# Developing old B&W film



## Noahlang94 (Jul 22, 2022)

Hi, I recently bought a Minolta 16 camera. With it came a few boxes of Amoa brand film.. it’s black and white and says high speed. I’m wondering how I’d go about developing it. I couldn’t get rodinal to work, but I don’t know if my dilution would’ve been right. I have no clue what developer would’ve been used back then, and any chemicals needed in general for fixer/stop. I’d like to try experimenting with this camera.


----------



## webestang64 (Jul 22, 2022)

For very old BW film I use Kodak X-Tol diluted 1:1. Now shooting old BW film I would shoot it at 1 stop over but develop normal. I'm not sure what ASA/ISO that film is but very old verichrome (125 ASA) I dev in the 1:1 Xtol for 10 mins. 
Xtol at 1:1 reduces the "base fog".


----------



## Noahlang94 (Jul 22, 2022)

Would I use a regular fixer, or would I have to use a hardening fixer? Also, does it need any agitation??


----------



## webestang64 (Jul 22, 2022)

I use Ilford rapid fixer which is non-hardening.

My personal way of developing.......

Developer I agitate for 10 seconds every minute.
Rinse very well twice with tap water (I do not use stop bath).
Constant agitation for 2-5 minutes with the Ilford fixer. 
Wash running water for 30mins.
Dip into Photo-Flo for 45seconds, NO SQUEEGEE, hang to dry.


----------



## Strodav (Jul 22, 2022)

webestang64 said:


> I use Ilford rapid fixer which is non-hardening.
> 
> My personal way of developing.......
> 
> ...


OK, I agree up to NO SQUEEGEE.  I've been using a very similar process to yours since the early 1980s (mainly Tri-X 400 in HC110), but with the squeegee and have not had any problems as long at the squeegee is clean.  Am I missing something?


----------



## webestang64 (Jul 22, 2022)

Strodav said:


> OK, I agree up to NO SQUEEGEE. I've been using a very similar process to yours since the early 1980s (mainly Tri-X 400 in HC110), but with the squeegee and have not had any problems as long at the squeegee is clean. Am I missing something?

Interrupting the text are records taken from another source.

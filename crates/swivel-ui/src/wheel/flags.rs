use std::cell::Cell;

use swivel_core::{Signal, signal};

/// Single source of truth for *why* the viewport is moving.
///
/// `programmatic` is a signal so the view layer can mirror it into list
/// interactivity (drags are refused while the picker drives the position);
/// the mirror only reads, it never writes back. `user_scrolling` stays a
/// plain cell since nothing outside the decision loop observes it.
///
/// Steady state never has both flags set: a user drag-start forcibly clears
/// the programmatic flag before raising its own.
pub struct ScrollFlags {
    user_scrolling: Cell<bool>,
    programmatic: Signal<bool>,
}

impl Default for ScrollFlags {
    fn default() -> Self {
        Self::new()
    }
}

impl ScrollFlags {
    pub fn new() -> Self {
        Self {
            user_scrolling: Cell::new(false),
            programmatic: signal(false),
        }
    }

    /// Drag-start: user input pre-empts any in-flight programmatic scroll.
    pub fn begin_user_scroll(&self) {
        self.user_scrolling.set(true);
        self.set_programmatic(false);
    }

    /// Momentum-end. Idempotent.
    pub fn end_user_scroll(&self) {
        self.user_scrolling.set(false);
    }

    pub fn begin_programmatic(&self) {
        self.set_programmatic(true);
    }

    pub fn end_programmatic(&self) {
        self.set_programmatic(false);
    }

    pub fn is_user_scrolling(&self) -> bool {
        self.user_scrolling.get()
    }

    pub fn is_programmatic(&self) -> bool {
        self.programmatic.get()
    }

    /// Handle for view-layer interactivity mirroring.
    pub fn programmatic_signal(&self) -> Signal<bool> {
        self.programmatic.clone()
    }

    fn set_programmatic(&self, v: bool) {
        // Only publish transitions; observers key off edges.
        if self.programmatic.get() != v {
            self.programmatic.set(v);
        }
    }
}

#[cfg(test)]
mod tests {
    use super::*;
    use std::cell::RefCell;
    use std::rc::Rc;

    #[test]
    fn drag_start_clears_programmatic() {
        let flags = ScrollFlags::new();
        flags.begin_programmatic();
        assert!(flags.is_programmatic());
        flags.begin_user_scroll();
        assert!(flags.is_user_scrolling());
        assert!(!flags.is_programmatic());
    }

    #[test]
    fn end_user_scroll_is_idempotent() {
        let flags = ScrollFlags::new();
        flags.begin_user_scroll();
        flags.end_user_scroll();
        flags.end_user_scroll();
        assert!(!flags.is_user_scrolling());
    }

    #[test]
    fn programmatic_signal_publishes_edges_only() {
        let flags = ScrollFlags::new();
        let edges = Rc::new(RefCell::new(Vec::new()));
        let e = edges.clone();
        flags.programmatic_signal().subscribe(move |v| e.borrow_mut().push(*v));

        flags.begin_programmatic();
        flags.begin_programmatic();
        flags.end_programmatic();
        flags.end_programmatic();
        assert_eq!(*edges.borrow(), vec![true, false]);
    }
}
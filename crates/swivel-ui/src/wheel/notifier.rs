use std::rc::Rc;

use swivel_core::{ImpactStyle, SharedHaptics, haptics};

pub type OnChange<T> = Rc<dyn Fn(&T, usize)>;

/// Sole caller of the outward `on_change` callback and the settle haptic.
///
/// Deliveries are queued rather than invoked in place: the owner drains the
/// queue once its own mutable borrow is released, so a parent reacting to
/// `on_change` may immediately push a new index back in without re-entering
/// the decision loop mid-mutation. The haptic pulse still fires at
/// transition time; it is fire-and-forget and never gates the report.
pub(super) struct ChangeNotifier<T> {
    on_change: OnChange<T>,
    haptics: SharedHaptics,
    last_reported: Option<usize>,
    queued: Vec<(T, usize)>,
}

impl<T: Clone> ChangeNotifier<T> {
    /// `initial` primes the dedup so the first settle from the mount prop is
    /// never reported as a change.
    pub fn new(on_change: OnChange<T>, haptics: SharedHaptics, initial: usize) -> Self {
        Self {
            on_change,
            haptics,
            last_reported: Some(initial),
            queued: Vec::new(),
        }
    }

    /// Queue a report for `index`, unless it matches the last reported value
    /// or falls outside `data`.
    pub fn report(&mut self, data: &[T], index: usize) {
        if index >= data.len() || self.last_reported == Some(index) {
            return;
        }
        self.last_reported = Some(index);
        haptics::pulse(&*self.haptics, ImpactStyle::Light);
        self.queued.push((data[index].clone(), index));
    }

    /// Deliver everything queued since the last flush. Called with no borrow
    /// of the picker state held.
    pub fn take_queued(&mut self) -> Vec<(T, usize)> {
        std::mem::take(&mut self.queued)
    }

    pub fn callback(&self) -> OnChange<T> {
        self.on_change.clone()
    }
}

I have never used a squeegee (or my fingers), why?, because with Photo-Flo you do not need to use a squeegee. Just tilt the film, let it drain off a bit and hang to dry.
Also, I am a commercial BW film processor for the camera store/lab I work at and I never want to take any chance of ever scratching a customers film.


----------



## Noahlang94 (Jul 22, 2022)

Thank you all! 😄 I ordered x-tol, so I’ll keep you up to date on the results


----------



## ac12 (Jul 22, 2022)

Do you have a 16mm reel?


----------



## webestang64 (Sep 24, 2022)

webestang64 said:


> Developer I agitate for 10 seconds every minute.
> Rinse very well twice with tap water (I do not use stop bath).
> Constant agitation for 2-5 minutes with the Ilford fixer.
> Wash running water for 30mins.
> Dip into Photo-Flo for 45seconds, NO SQUEEGEE, hang to dry.


Forgot pre-wash........Doh!


----------